Performing Advanced Analytics on Relational Data with Spark SQL

Download Slides

In this talk I’ll describe Spark SQL, a new Alpha component that is part of the Spark 1.0 release. Spark SQL lets developers natively query data stored in both existing RDDs and external sources such as Apache Hive. A key feature of Spark SQL is the ability to blur the lines between relational tables and RDDs, making it easy for developers to intermix SQL commands that query external data with complex analytics.
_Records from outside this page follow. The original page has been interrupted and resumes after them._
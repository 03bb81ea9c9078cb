//! Construct stream builder for tests and tooling.
//!
//! Builds the sequence of constructs a parser driver would report, in
//! bottom-up order, without a parser. Each construct gets its own line so
//! every location is distinct.
//!
//! ```
//! use quint_lower::testing::ConstructStream;
//!
//! // module M { val x = 1 + 2 }
//! let result = ConstructStream::new("m.qnt")
//!     .int(1)
//!     .int(2)
//!     .binary("+")
//!     .val("x")
//!     .module("M")
//!     .lower();
//! assert_eq!(result.modules[0].declarations.len(), 1);
//! ```

use quint_ir::{Loc, Position};

use crate::{lower, Construct, ConstructKind, LoweringConfig, LoweringResult};

#[derive(Clone, Debug, Default)]
pub struct ConstructStream {
    source: String,
    constructs: Vec<Construct>,
    pending_docs: Vec<String>,
}

impl ConstructStream {
    pub fn new(source: impl Into<String>) -> Self {
        ConstructStream {
            source: source.into(),
            ..Self::default()
        }
    }

    /// Append any construct.
    #[must_use]
    pub fn construct(mut self, kind: ConstructKind) -> Self {
        let line = u32::try_from(self.constructs.len()).unwrap_or(u32::MAX);
        let index = line.saturating_mul(80);
        let loc = Loc::new(
            self.source.as_str(),
            Position::new(line, 0, index),
            Position::new(line, 1, index.saturating_add(1)),
        );
        self.constructs.push(Construct::new(loc, kind));
        self
    }

    /// Queue a `///` line for the next documented declaration.
    #[must_use]
    pub fn doc(mut self, text: &str) -> Self {
        self.pending_docs.push(format!("/// {text}\n"));
        self
    }

    fn take_docs(&mut self) -> Vec<String> {
        std::mem::take(&mut self.pending_docs)
    }

    pub fn constructs(&self) -> &[Construct] {
        &self.constructs
    }

    pub fn into_constructs(self) -> Vec<Construct> {
        self.constructs
    }

    pub fn lower(self) -> LoweringResult {
        self.lower_with(LoweringConfig::default())
    }

    pub fn lower_with(self, config: LoweringConfig) -> LoweringResult {
        lower(config, self.constructs)
    }

    // Declarations

    #[must_use]
    pub fn module(mut self, name: &str) -> Self {
        let docs = self.take_docs();
        self.construct(ConstructKind::Module {
            name: name.into(),
            docs,
        })
    }

    #[must_use]
    pub fn constant(mut self, name: &str) -> Self {
        let docs = self.take_docs();
        self.construct(ConstructKind::Const {
            name: name.into(),
            docs,
        })
    }

    #[must_use]
    pub fn var(mut self, name: &str) -> Self {
        let docs = self.take_docs();
        self.construct(ConstructKind::Var {
            name: name.into(),
            docs,
        })
    }

    #[must_use]
    pub fn assume(mut self, name: &str) -> Self {
        let docs = self.take_docs();
        self.construct(ConstructKind::Assume {
            name: name.into(),
            docs,
        })
    }

    #[must_use]
    pub fn type_abstract(mut self, name: &str) -> Self {
        let docs = self.take_docs();
        self.construct(ConstructKind::TypeAbstract {
            name: name.into(),
            docs,
        })
    }

    #[must_use]
    pub fn type_alias(mut self, name: &str) -> Self {
        let docs = self.take_docs();
        self.construct(ConstructKind::TypeAlias {
            name: name.into(),
            docs,
        })
    }

    #[must_use]
    pub fn sum_type(mut self, name: &str, variants: usize) -> Self {
        let docs = self.take_docs();
        self.construct(ConstructKind::TypeSum {
            name: name.into(),
            variants,
            docs,
        })
    }

    #[must_use]
    pub fn variant(self, label: &str, has_payload: bool) -> Self {
        self.construct(ConstructKind::SumVariant {
            label: label.into(),
            has_payload,
        })
    }

    /// Operator definition with a body.
    #[must_use]
    pub fn def(self, qualifier: &str, name: &str, params: usize, type_annotations: usize) -> Self {
        self.operator_def(qualifier, name, params, type_annotations, true)
    }

    /// Operator definition whose body the parser could not produce.
    #[must_use]
    pub fn def_without_body(self, qualifier: &str, name: &str, params: usize) -> Self {
        self.operator_def(qualifier, name, params, 0, false)
    }

    /// `val name = <last expression>`
    #[must_use]
    pub fn val(self, name: &str) -> Self {
        self.def("val", name, 0, 0)
    }

    fn operator_def(
        mut self,
        qualifier: &str,
        name: &str,
        params: usize,
        type_annotations: usize,
        has_body: bool,
    ) -> Self {
        let docs = self.take_docs();
        self.construct(ConstructKind::OperatorDef {
            qualifier: qualifier.into(),
            name: name.into(),
            params,
            type_annotations,
            has_body,
            docs,
        })
    }

    #[must_use]
    pub fn import(self, proto: &str, def_name: Option<&str>, from: Option<&str>) -> Self {
        self.construct(ConstructKind::Import {
            proto: proto.into(),
            def_name: def_name.map(Into::into),
            alias: None,
            from: from.map(Into::into),
        })
    }

    #[must_use]
    pub fn export(self, proto: &str, alias: Option<&str>) -> Self {
        self.construct(ConstructKind::Export {
            proto: proto.into(),
            def_name: None,
            alias: alias.map(Into::into),
        })
    }

    /// `import proto(o1 = e1, ...) as alias`, one expression per override
    /// already pushed.
    #[must_use]
    pub fn instance(self, proto: &str, overrides: &[&str], alias: Option<&str>) -> Self {
        self.construct(ConstructKind::Instance {
            proto: proto.into(),
            overrides: overrides.iter().map(ToString::to_string).collect(),
            alias: alias.map(Into::into),
            from: None,
        })
    }

    #[must_use]
    pub fn param(self, name: &str) -> Self {
        self.construct(ConstructKind::Parameter { name: name.into() })
    }

    // Types

    #[must_use]
    pub fn type_int(self) -> Self {
        self.construct(ConstructKind::TypeInt)
    }

    #[must_use]
    pub fn type_bool(self) -> Self {
        self.construct(ConstructKind::TypeBool)
    }

    #[must_use]
    pub fn type_str(self) -> Self {
        self.construct(ConstructKind::TypeStr)
    }

    #[must_use]
    pub fn type_name(self, name: &str) -> Self {
        self.construct(ConstructKind::TypeName { name: name.into() })
    }

    #[must_use]
    pub fn type_set(self) -> Self {
        self.construct(ConstructKind::TypeSet)
    }

    #[must_use]
    pub fn type_list(self) -> Self {
        self.construct(ConstructKind::TypeList)
    }

    #[must_use]
    pub fn type_fun(self) -> Self {
        self.construct(ConstructKind::TypeFun)
    }

    #[must_use]
    pub fn type_oper(self, args: usize) -> Self {
        self.construct(ConstructKind::TypeOper { args })
    }

    #[must_use]
    pub fn type_tuple(self, elements: usize) -> Self {
        self.construct(ConstructKind::TypeTuple { elements })
    }

    /// Name of the field whose type was just pushed.
    #[must_use]
    pub fn row_field(self, name: &str) -> Self {
        self.construct(ConstructKind::RowField { name: name.into() })
    }

    #[must_use]
    pub fn row(self, fields: usize, row_var: Option<&str>) -> Self {
        self.construct(ConstructKind::Row {
            fields,
            row_var: row_var.map(Into::into),
        })
    }

    #[must_use]
    pub fn type_record(self) -> Self {
        self.construct(ConstructKind::TypeRecord)
    }

    // Expressions

    #[must_use]
    pub fn name(self, name: &str) -> Self {
        self.construct(ConstructKind::Name { name: name.into() })
    }

    #[must_use]
    pub fn int(self, value: i128) -> Self {
        self.int_text(&value.to_string())
    }

    #[must_use]
    pub fn int_text(self, text: &str) -> Self {
        self.construct(ConstructKind::Int { text: text.into() })
    }

    #[must_use]
    pub fn bool(self, value: bool) -> Self {
        self.construct(ConstructKind::Bool { value })
    }

    /// String literal; quotes are added.
    #[must_use]
    pub fn str(self, value: &str) -> Self {
        self.construct(ConstructKind::Str {
            text: format!("\"{value}\""),
        })
    }

    #[must_use]
    pub fn call(self, name: &str, args: usize) -> Self {
        self.construct(ConstructKind::Call {
            name: name.into(),
            args,
        })
    }

    /// `e.name`
    #[must_use]
    pub fn dot(self, name: &str) -> Self {
        self.construct(ConstructKind::DotCall {
            name: name.into(),
            args: None,
        })
    }

    /// `e.name(args)`
    #[must_use]
    pub fn dot_call(self, name: &str, args: usize) -> Self {
        self.construct(ConstructKind::DotCall {
            name: name.into(),
            args: Some(args),
        })
    }

    #[must_use]
    pub fn index(self) -> Self {
        self.construct(ConstructKind::ListIndex)
    }

    #[must_use]
    pub fn unary(self, op: &str) -> Self {
        self.construct(ConstructKind::Unary { op: op.into() })
    }

    #[must_use]
    pub fn binary(self, op: &str) -> Self {
        self.construct(ConstructKind::Binary { op: op.into() })
    }

    #[must_use]
    pub fn block(self, keyword: &str, args: usize) -> Self {
        self.construct(ConstructKind::Block {
            keyword: keyword.into(),
            args,
        })
    }

    #[must_use]
    pub fn if_else(self) -> Self {
        self.construct(ConstructKind::IfElse)
    }

    #[must_use]
    pub fn tuple(self, elements: usize) -> Self {
        self.construct(ConstructKind::Tuple { elements })
    }

    #[must_use]
    pub fn list(self, elements: usize) -> Self {
        self.construct(ConstructKind::List { elements })
    }

    #[must_use]
    pub fn record_field(self, name: &str) -> Self {
        self.construct(ConstructKind::RecordField { name: name.into() })
    }

    #[must_use]
    pub fn spread(self) -> Self {
        self.construct(ConstructKind::RecordSpread)
    }

    #[must_use]
    pub fn record(self, entries: usize) -> Self {
        self.construct(ConstructKind::Record { entries })
    }

    #[must_use]
    pub fn lambda(self, params: usize) -> Self {
        self.construct(ConstructKind::Lambda {
            params,
            tupled: false,
        })
    }

    /// `((p1, ..., pn)) => body`
    #[must_use]
    pub fn tuple_lambda(self, params: usize) -> Self {
        self.construct(ConstructKind::Lambda {
            params,
            tupled: true,
        })
    }

    /// Local definition (already pushed) scoping over the last expression.
    #[must_use]
    pub fn let_in(self) -> Self {
        self.construct(ConstructKind::Let)
    }

    /// `label(binder) => <last expression>`; `None` label for `_`.
    #[must_use]
    pub fn match_case(self, label: Option<&str>, binder: Option<&str>) -> Self {
        self.construct(ConstructKind::MatchCase {
            label: label.map(Into::into),
            binder: binder.map(Into::into),
        })
    }

    #[must_use]
    pub fn match_cases(self, cases: usize) -> Self {
        self.construct(ConstructKind::Match { cases })
    }
}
In addition to Spark SQL, I’ll also talk about the Catalyst optimizer framework, which allows Spark SQL to automatically rewrite query plans to execute more efficiently.

About Michael Armbrust

Michael Armbrust is committer and PMC member of Apache Spark and the original creator of Spark SQL. He currently leads the team at Databricks that designed and built Structured Streaming and Databricks Delta. He received his PhD from UC Berkeley in 2013, and was advised by Michael Franklin, David Patterson, and Armando Fox. His thesis focused on building systems that allow developers to rapidly build scalable interactive applications, and specifically defined the notion of scale independence. His interests broadly include distributed systems, large-scale structured storage and query optimization.